Lines of the data that contain the word "must" are the ones to copy.

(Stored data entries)
┌────────
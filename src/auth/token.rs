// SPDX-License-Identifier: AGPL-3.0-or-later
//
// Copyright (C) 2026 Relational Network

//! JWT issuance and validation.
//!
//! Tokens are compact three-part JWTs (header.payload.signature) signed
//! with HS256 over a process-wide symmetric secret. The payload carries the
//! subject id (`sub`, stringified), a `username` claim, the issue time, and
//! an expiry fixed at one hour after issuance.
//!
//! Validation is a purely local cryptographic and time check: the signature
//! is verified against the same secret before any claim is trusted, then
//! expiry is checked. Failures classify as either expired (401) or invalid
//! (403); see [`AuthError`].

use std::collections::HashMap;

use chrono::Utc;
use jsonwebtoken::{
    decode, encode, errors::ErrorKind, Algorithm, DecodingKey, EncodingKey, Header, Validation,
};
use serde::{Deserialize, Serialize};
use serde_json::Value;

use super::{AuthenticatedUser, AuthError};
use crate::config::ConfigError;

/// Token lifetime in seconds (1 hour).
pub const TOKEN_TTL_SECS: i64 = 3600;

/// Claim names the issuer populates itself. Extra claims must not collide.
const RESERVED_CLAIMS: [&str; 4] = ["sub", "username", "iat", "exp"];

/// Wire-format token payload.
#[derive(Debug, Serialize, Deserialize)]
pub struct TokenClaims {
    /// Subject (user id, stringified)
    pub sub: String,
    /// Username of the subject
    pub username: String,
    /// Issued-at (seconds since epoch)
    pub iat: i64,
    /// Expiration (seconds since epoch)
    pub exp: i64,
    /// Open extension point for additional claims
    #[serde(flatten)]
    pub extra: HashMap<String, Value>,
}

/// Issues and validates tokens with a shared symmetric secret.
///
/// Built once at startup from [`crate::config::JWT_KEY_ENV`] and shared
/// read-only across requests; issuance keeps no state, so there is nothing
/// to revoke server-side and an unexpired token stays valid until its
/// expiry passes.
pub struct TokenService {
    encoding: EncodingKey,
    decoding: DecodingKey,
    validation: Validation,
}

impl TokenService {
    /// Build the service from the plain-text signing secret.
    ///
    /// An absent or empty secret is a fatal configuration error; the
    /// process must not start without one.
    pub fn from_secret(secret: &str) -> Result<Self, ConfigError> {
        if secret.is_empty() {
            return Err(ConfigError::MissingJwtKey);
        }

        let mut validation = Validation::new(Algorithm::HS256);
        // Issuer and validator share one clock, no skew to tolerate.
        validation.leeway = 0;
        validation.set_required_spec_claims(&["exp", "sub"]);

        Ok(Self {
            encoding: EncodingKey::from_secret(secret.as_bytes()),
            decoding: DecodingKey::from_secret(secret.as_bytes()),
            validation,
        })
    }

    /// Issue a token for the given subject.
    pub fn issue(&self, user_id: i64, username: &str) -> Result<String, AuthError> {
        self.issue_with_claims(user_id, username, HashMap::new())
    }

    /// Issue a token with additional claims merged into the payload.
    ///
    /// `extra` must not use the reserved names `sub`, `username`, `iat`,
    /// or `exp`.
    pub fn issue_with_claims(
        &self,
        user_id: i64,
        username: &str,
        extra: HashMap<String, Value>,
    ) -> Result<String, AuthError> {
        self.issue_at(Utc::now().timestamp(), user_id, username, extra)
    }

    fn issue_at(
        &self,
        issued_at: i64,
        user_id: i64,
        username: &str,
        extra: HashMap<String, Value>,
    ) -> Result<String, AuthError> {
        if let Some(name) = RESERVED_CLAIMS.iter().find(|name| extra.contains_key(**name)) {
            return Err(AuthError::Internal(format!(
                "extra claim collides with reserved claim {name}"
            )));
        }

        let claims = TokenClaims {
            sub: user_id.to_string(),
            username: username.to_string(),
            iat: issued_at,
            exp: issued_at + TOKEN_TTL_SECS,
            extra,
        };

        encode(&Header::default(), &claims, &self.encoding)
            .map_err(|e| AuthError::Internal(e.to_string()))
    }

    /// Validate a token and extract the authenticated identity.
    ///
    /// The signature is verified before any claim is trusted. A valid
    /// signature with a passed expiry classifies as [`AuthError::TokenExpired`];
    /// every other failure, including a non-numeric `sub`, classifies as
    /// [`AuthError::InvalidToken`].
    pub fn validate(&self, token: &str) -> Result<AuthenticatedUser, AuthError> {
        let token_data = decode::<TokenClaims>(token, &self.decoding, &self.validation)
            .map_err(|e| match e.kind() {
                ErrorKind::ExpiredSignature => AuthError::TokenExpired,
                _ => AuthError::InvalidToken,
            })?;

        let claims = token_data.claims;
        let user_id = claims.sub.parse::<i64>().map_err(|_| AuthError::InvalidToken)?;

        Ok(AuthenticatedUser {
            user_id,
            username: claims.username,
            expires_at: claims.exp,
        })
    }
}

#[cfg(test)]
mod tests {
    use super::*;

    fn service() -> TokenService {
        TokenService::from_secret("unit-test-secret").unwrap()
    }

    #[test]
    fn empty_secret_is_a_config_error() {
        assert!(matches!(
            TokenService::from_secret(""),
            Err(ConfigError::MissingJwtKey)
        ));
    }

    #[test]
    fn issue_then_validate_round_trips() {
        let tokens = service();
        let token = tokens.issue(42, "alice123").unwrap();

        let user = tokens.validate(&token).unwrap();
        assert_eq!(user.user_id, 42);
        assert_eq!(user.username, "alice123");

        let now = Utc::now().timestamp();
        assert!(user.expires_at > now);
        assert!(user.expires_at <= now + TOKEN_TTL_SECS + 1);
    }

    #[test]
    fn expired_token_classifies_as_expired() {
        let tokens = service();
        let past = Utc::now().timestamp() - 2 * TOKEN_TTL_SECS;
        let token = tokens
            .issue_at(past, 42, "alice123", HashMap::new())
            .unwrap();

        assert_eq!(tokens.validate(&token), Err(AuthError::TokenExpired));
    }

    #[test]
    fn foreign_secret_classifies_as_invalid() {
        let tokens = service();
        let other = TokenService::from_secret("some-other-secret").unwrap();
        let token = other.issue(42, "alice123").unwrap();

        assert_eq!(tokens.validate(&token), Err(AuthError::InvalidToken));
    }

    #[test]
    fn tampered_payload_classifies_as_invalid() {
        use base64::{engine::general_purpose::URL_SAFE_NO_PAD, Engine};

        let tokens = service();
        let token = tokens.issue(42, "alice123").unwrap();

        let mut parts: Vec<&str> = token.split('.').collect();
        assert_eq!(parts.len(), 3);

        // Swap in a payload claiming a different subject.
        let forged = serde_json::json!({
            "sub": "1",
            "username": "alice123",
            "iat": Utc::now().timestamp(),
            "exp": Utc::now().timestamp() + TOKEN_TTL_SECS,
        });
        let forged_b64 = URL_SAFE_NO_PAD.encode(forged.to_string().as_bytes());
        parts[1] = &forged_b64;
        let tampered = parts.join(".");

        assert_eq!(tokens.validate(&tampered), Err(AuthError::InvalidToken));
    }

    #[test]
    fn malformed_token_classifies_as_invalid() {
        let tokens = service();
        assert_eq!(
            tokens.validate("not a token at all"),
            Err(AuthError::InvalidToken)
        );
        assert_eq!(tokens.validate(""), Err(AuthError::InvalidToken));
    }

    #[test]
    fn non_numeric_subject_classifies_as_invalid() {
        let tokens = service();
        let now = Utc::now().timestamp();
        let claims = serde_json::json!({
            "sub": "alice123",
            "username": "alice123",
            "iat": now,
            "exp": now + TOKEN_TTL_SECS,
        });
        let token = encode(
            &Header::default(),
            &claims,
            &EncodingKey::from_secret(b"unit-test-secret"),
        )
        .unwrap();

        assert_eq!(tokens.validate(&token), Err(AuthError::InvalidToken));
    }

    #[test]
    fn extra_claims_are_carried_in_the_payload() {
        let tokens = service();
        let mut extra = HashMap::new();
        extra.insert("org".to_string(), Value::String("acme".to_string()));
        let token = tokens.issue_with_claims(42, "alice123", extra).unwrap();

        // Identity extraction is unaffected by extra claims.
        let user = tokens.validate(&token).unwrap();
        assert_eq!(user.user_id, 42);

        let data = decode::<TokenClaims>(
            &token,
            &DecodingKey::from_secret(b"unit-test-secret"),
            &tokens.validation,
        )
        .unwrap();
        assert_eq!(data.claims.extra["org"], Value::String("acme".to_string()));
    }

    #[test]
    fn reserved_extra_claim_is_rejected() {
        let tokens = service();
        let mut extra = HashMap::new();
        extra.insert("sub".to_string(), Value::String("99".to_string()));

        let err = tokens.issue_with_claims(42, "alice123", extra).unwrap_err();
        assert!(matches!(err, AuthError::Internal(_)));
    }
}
└────────
_Task answer:_
/// Claim names the issuer populates itself. Extra claims must not collide.
    /// process must not start without one.
    /// `extra` must not use the reserved names `sub`, `username`, `iat`,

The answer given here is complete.